RECORDS FOR THE TASK
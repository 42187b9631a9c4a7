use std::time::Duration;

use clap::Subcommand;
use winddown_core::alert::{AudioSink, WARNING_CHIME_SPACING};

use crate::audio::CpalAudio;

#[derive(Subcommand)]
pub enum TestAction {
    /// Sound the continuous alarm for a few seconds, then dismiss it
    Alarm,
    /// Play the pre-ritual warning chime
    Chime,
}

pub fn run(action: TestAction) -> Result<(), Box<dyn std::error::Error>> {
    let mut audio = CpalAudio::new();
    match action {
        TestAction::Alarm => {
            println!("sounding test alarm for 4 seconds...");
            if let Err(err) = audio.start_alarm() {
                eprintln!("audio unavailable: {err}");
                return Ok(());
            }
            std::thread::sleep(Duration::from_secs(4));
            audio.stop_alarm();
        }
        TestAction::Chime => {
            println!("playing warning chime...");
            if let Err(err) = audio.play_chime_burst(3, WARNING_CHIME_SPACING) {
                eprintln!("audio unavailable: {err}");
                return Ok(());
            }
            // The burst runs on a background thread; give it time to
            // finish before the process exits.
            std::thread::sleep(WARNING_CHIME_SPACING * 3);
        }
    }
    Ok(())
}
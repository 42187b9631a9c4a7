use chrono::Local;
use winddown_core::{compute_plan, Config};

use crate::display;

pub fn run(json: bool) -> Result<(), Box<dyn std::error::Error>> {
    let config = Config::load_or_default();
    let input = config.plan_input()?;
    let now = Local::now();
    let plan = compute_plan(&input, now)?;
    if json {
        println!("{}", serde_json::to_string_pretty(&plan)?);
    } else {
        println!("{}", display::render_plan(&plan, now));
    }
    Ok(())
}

TO DO
Every line of the material above that includes the string "time" is required.

EXERCISE OUTPUT
use std::time::Duration;
            // The burst runs on a background thread; give it time to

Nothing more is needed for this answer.